Parents and Their Emotional Blackmail
After the recent hate crime attacks on the Indians and following Trump’s racist remarks on the immigrants; my dad called me in despair to make sure I was okay. Well, my dad knew I wasn’t one of the Indian victims but like every typical Indian parent, he still called to make sure I was alive. I was half asleep and replied to him halfheartedly. I tried to hang up but he wouldn’t let go.
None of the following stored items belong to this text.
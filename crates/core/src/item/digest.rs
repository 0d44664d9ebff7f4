//! Flattened, read-only snapshot of the open mail item.

use chrono::{DateTime, Utc};
use serde::{Deserialize, Serialize};
use serde_json::Value;

/// Longest message body preview sent for prediction.
pub const BODY_MAX_LENGTH: usize = 200;

/// Item fields sent to the prediction endpoint.
///
/// Fields marked `skip_serializing` are kept locally but not part of the
/// prediction request body.
#[derive(Debug, Clone, Default, PartialEq, Serialize, Deserialize)]
#[serde(rename_all = "camelCase")]
pub struct ItemDigest {
    #[serde(default)]
    pub exchange_item_id: String,
    #[serde(default)]
    pub subject: String,
    #[serde(default)]
    pub internet_message_id: String,
    #[serde(default)]
    pub conversation_id: String,
    #[serde(default)]
    pub sent_date: Option<DateTime<Utc>>,
    #[serde(default)]
    pub to_recipients: Vec<String>,
    #[serde(default)]
    pub cc_recipients: Vec<String>,
    #[serde(default)]
    pub attachment_filenames: Vec<String>,
    #[serde(default)]
    pub from_address: String,
    #[serde(default)]
    pub message_body: Option<String>,

    #[serde(default, skip_serializing)]
    pub item_class: String,
    #[serde(default, skip_serializing)]
    pub from_name: String,
    #[serde(default, skip_serializing)]
    pub custom_properties: Option<Value>,
    #[serde(default, skip_serializing)]
    pub internet_headers: Option<InternetHeaders>,
    #[serde(default, skip_serializing)]
    pub conversation_index: Option<String>,
}

/// Threading headers of the item.
#[derive(Debug, Clone, Default, PartialEq, Eq, Serialize, Deserialize)]
#[serde(rename_all = "camelCase")]
pub struct InternetHeaders {
    pub thread_index: Option<String>,
    #[serde(default)]
    pub references: Vec<String>,
}

impl InternetHeaders {
    /// Parse `Thread-Index` and `References` out of raw header text.
    pub fn parse(raw: &str) -> Self {
        let value_of = |name: &str| {
            raw.lines()
                .find_map(|line| {
                    let (key, value) = line.split_once(':')?;
                    key.trim()
                        .eq_ignore_ascii_case(name)
                        .then(|| value.trim().to_string())
                })
                .filter(|v| !v.is_empty())
        };

        Self {
            thread_index: value_of("Thread-Index"),
            references: value_of("References")
                .map(|v| v.split_whitespace().map(str::to_string).collect())
                .unwrap_or_default(),
        }
    }
}

/// Fields that need extra host round-trips and may arrive late.
#[derive(Debug, Clone, Default, PartialEq)]
pub struct ExtendedFields {
    pub message_body: Option<String>,
    pub custom_properties: Option<Value>,
    pub internet_headers: Option<InternetHeaders>,
    pub conversation_index: Option<String>,
}

impl ItemDigest {
    /// Merge late fields; the body is trimmed and cropped to [`BODY_MAX_LENGTH`].
    pub fn apply_extended(&mut self, extended: ExtendedFields) {
        if let Some(body) = extended.message_body {
            self.message_body = Some(crop(body.trim(), BODY_MAX_LENGTH));
        }
        if extended.custom_properties.is_some() {
            self.custom_properties = extended.custom_properties;
        }
        if extended.internet_headers.is_some() {
            self.internet_headers = extended.internet_headers;
        }
        if extended.conversation_index.is_some() {
            self.conversation_index = extended.conversation_index;
        }
    }
}

/// First `max_chars` characters of `text`.
pub fn crop(text: &str, max_chars: usize) -> String {
    text.chars().take(max_chars).collect()
}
Then the typical emotional television (Ekta Kapoor style) like drama ensued. He stated how he had changed his mind on visiting me in U.S.A. and that I should pack my bags and move back. Already irritated by now I shouted, “Pappa!! What’s wrong with you? Everyone isn’t after me. At least not just yet.” With typical emotional blackmail, he said, “But what if someone tries shooting you! America has gotten dangerous.” I couldn’t take it and responded, “Dad I am not coming back and no one is coming after me and no one has the free time to come kill me. So please can I get back to sleep?”. Like any other needy parent, dad said, “You don’t understand now but when you become a parent you would know. Now with our little remaining life do you want us to keep worrying whether you are alive or not?” I was wishing this wasn’t my dad speaking but someone my age so I could yell at that person and say yes instead; I said, “Dad please find a better excuse to make me visit you guys. This reasoning clearly isn’t working.” Dad in his melodramatic tone continued the emotional blackmail, “You don’t read the news these days. You young generation don’t know what’s happening in the world. You being stubborn as usual won’t ever listen huh!! We are anyways getting old. When we die you will regret not visiting us enough.” Then a voice started yelling my dad, it was my mom who is hard of hearing and tried to grasp the communication also wanted to add her own piece of mind but thankfully this time it was for dad, “Don’t trouble her. She must be asleep. Jagesha is strong so no one can hurt her and guns are illegal in U.S.A. Plus, it has strict laws for women so she will be safe.” I and dad both laughed wishing only if mom knew the gun laws here and only if she would have seen the news.
I tried calming dad down and hung up but couldn’t stop laughing at how parents will use any excuse to see us kids. I understand they are old and vulnerable but it’s just funny how they turn any situation into emotional blackmail. I feel in their retired life they spend all their time scheming to call us and make us visit them. I had just visited them a few months back but my mom already feels it’s been years.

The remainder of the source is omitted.